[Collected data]
[Start of section]

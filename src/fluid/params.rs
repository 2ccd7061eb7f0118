//! Fluid solver parameter blocks and the physics domain description

use bytemuck::{Pod, Zeroable};
use glam::Vec3;
use serde::{Deserialize, Serialize};

use crate::core::config::FluidConfig;
use crate::fluid::{BLOCK_SIZE, GRID_SIZE_LEVEL0, MAX_PARTICLE_COUNT};
use crate::math::Aabb;
use crate::sdf::generation::LoadedScene;
use crate::sdf::SDF_SUPREMUM;

/// Placement of the fluid grid in the world
#[derive(Clone, Debug, PartialEq, Serialize, Deserialize)]
#[serde(default)]
pub struct FluidDomain {
    /// World position of grid node (0, 0, 0)
    pub origin: Vec3,
    /// World units between grid nodes
    pub grid_spacing: f32,
    pub gravity: Vec3,
    /// Particles falling below this world height are removed
    pub kill_z: Option<f32>,
}

impl Default for FluidDomain {
    fn default() -> Self {
        Self::centered(Vec3::ZERO, 1.0)
    }
}

impl FluidDomain {
    /// Domain whose grid is centered on `center`
    pub fn centered(center: Vec3, grid_spacing: f32) -> Self {
        let half = GRID_SIZE_LEVEL0 as f32 * grid_spacing * 0.5;
        Self {
            origin: center - Vec3::splat(half),
            grid_spacing,
            gravity: Vec3::new(0.0, 0.0, -9.8),
            kill_z: None,
        }
    }

    /// World-space extent covered by the grid
    pub fn extent(&self) -> f32 {
        (GRID_SIZE_LEVEL0 - 1) as f32 * self.grid_spacing
    }

    pub fn world_to_grid(&self, world: Vec3) -> Vec3 {
        (world - self.origin) / self.grid_spacing
    }

    pub fn grid_to_world(&self, grid: Vec3) -> Vec3 {
        self.origin + grid * self.grid_spacing
    }

    pub fn bounds(&self) -> Aabb {
        Aabb::new(self.origin, self.origin + Vec3::splat(self.extent()))
    }

    /// Whether a world position lies inside the grid
    pub fn contains(&self, world: Vec3) -> bool {
        let g = self.world_to_grid(world);
        let top = (GRID_SIZE_LEVEL0 - 1) as f32;
        g.cmpge(Vec3::ZERO).all() && g.cmple(Vec3::splat(top)).all()
    }
}

/// Layout must match `PhysicsSceneParams` in `fluid_solver.wgsl`
#[repr(C)]
#[derive(Clone, Copy, Debug, Default, PartialEq, Pod, Zeroable)]
pub struct PhysicsSceneParams {
    /// Grid origin, spacing in `w`
    pub grid_origin: [f32; 4],
    /// Grid node to SDF scene texel: offset, scale in `w`
    pub grid_to_scene: [f32; 4],
    /// SDF scene texels per axis, 1 in `w` when a scene volume is bound
    pub scene_size: [u32; 4],
    /// Stiffness, rest density, world distance of a unit SDF sample, kill height
    pub material: [f32; 4],
    /// Grid cells per axis, block size, particle capacity
    pub limits: [u32; 4],
}

const _: () = assert!(std::mem::size_of::<PhysicsSceneParams>() == 80);

impl PhysicsSceneParams {
    pub fn new(domain: &FluidDomain, fluid: &FluidConfig, sdf: Option<&LoadedScene>) -> Self {
        let (grid_to_scene, scene_size, supremum) = match sdf {
            Some(scene) => {
                let offset = (domain.origin - scene.origin) / scene.grid_size;
                let scale = domain.grid_spacing / scene.grid_size;
                (
                    offset.extend(scale).to_array(),
                    [scene.size.x, scene.size.y, scene.size.z, 1],
                    scene.grid_size * SDF_SUPREMUM,
                )
            }
            None => ([0.0, 0.0, 0.0, 1.0], [1, 1, 1, 0], SDF_SUPREMUM),
        };

        Self {
            grid_origin: domain.origin.extend(domain.grid_spacing).to_array(),
            grid_to_scene,
            scene_size,
            material: [
                fluid.stiffness,
                fluid.rest_density,
                supremum,
                domain.kill_z.unwrap_or(f32::MIN),
            ],
            limits: [GRID_SIZE_LEVEL0, BLOCK_SIZE, MAX_PARTICLE_COUNT, 0],
        }
    }
}

/// Layout must match `PhysicsFrameParams` in `fluid_solver.wgsl`
#[repr(C)]
#[derive(Clone, Copy, Debug, Default, PartialEq, Pod, Zeroable)]
pub struct PhysicsFrameParams {
    /// dt, 1/dt (0 when dt is 0), previous dt
    pub time_step: [f32; 4],
    pub gravity: [f32; 4],
}

const _: () = assert!(std::mem::size_of::<PhysicsFrameParams>() == 32);

impl PhysicsFrameParams {
    pub fn new(dt: f32, previous_dt: f32, gravity: Vec3) -> Self {
        let inv = if dt > 0.0 { 1.0 / dt } else { 0.0 };
        Self {
            time_step: [dt, inv, previous_dt, 0.0],
            gravity: gravity.extend(0.0).to_array(),
        }
    }
}

/// Layout must match `AddParticlesParams` in `fluid_solver.wgsl`
#[repr(C)]
#[derive(Clone, Copy, Debug, Default, PartialEq, Pod, Zeroable)]
pub struct AddParticlesParams {
    pub record_count: u32,
    pub partition_count: u32,
    pub mass: f32,
    pub random_seed: u32,
}

const _: () = assert!(std::mem::size_of::<AddParticlesParams>() == 16);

[End of section]

§ WHAT TO PRODUCE: In the lines above, spot each one that contains the word "crate" and copy it.

§ YOUR RESPONSE:
use crate::core::config::FluidConfig;
use crate::fluid::{BLOCK_SIZE, GRID_SIZE_LEVEL0, MAX_PARTICLE_COUNT};
use crate::math::Aabb;
use crate::sdf::generation::LoadedScene;
use crate::sdf::SDF_SUPREMUM;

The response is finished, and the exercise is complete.